С автором был подписан издательский договор. Роман намечался к изданию двумя книгами и двойным тиражом. Вячеславу Яковлевичу была определена высшая ставка — четыреста рублей за авторский лист. Редактировать роман было поручено мне[22].
Меня это и радовало и пугало. Радовало то, что мне досталась такая интересная и значительная рукопись, в художественных достоинствах которой у меня не было никаких сомнений. Я чувствовал и понимал, что на фоне посредственных рукописей, которые тогда в большом количестве поступали от многих еще малоопытных молодых писателей, роман Вячеслава Шишкова был событийным явлением.
Как редактору мне предстояло вести разговор с известным писателем, выпустившим в свет много книг, человеком, умудренным большим житейским опытом, испытавшим на своем веку многое, видевшим немало разных редакторов. Это меня пугало. Одно дело — вести произвольные разговоры с писателем и высказывать ему приятные слова о его произведении, а другое дело — «врываться» в его творение с какими-то своими замечаниями, своими мыслями.

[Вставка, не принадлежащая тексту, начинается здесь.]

//! # bstk: bootstack CLI
//!
//! Builds an image from a single descriptor and starts containers that run
//! its entry command as the only foreground process.

#![allow(clippy::print_stdout, clippy::print_stderr)]
#![cfg_attr(test, allow(clippy::expect_used, clippy::unwrap_used, clippy::panic))]

mod commands;
mod output;

use std::process::ExitCode;

use clap::Parser;
use tracing_subscriber::EnvFilter;
use tracing_subscriber::filter::LevelFilter;

use crate::commands::{Cli, LogFormat};

fn init_tracing(format: LogFormat) {
    let filter = EnvFilter::builder()
        .with_default_directive(LevelFilter::WARN.into())
        .from_env_lossy();
    let builder = tracing_subscriber::fmt()
        .with_env_filter(filter)
        .with_writer(std::io::stderr);
    match format {
        LogFormat::Text => builder.init(),
        LogFormat::Json => builder.json().init(),
    }
}

fn main() -> anyhow::Result<ExitCode> {
    let cli = Cli::parse();
    init_tracing(cli.log_format);
    let code = commands::execute(cli)?;
    Ok(ExitCode::from(u8::try_from(code).unwrap_or(1)))
}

Оказалось, что опасения мои были напрасными. Работать с Вячеславом Яковлевичем было поучительно и легко. Разумеется, у меня не было никаких претензий к языку романа. Язык Вячеслава Шишкова, изобразительные средства писателя вызывали восхищение. Тут мои пометки были незначительны. Они касались отдельных фраз, местных речений. Меня настораживало другое. Много места в романе занимали религиозные старцы-отшельники, вокруг которых у нас с автором велись споры.
В ранних рассказах Вячеслава Шишкова вместе с добром, которое делают люди, обязательно присутствует зло. Часто на всякие злые дела толкает человека черт, который всегда появляется, когда надо сотворить что-нибудь неприятное. Для современного читателя черти — это анахронизм, но мне думается, что показ золотых приисков, где развертывались события романа «Угрюм-река», показ психологии людей, их быта без добрых и злых духов, без бога и черта был бы неполным.
Черт почти всегда «преследовал» темного, религиозного человека. Он появлялся где-нибудь в мрачных местах — в болотах, овинах, в непроходимых лесах — и вершил свои злые делишки. Об этом в письме к М. Горькому говорит и сам автор. «В романе есть мистика, есть всякая чертовщина — без нее трудно обойтись».
Однако для меня было бесспорным и другое. Автор чересчур много внимания уделял этой стороне. Поэтому я с молодым задором старался не соглашаться с этим и добивался от Вячеслава Шишкова определенных уступок и сокращений некоторых глав рукописи «Угрюм-реки».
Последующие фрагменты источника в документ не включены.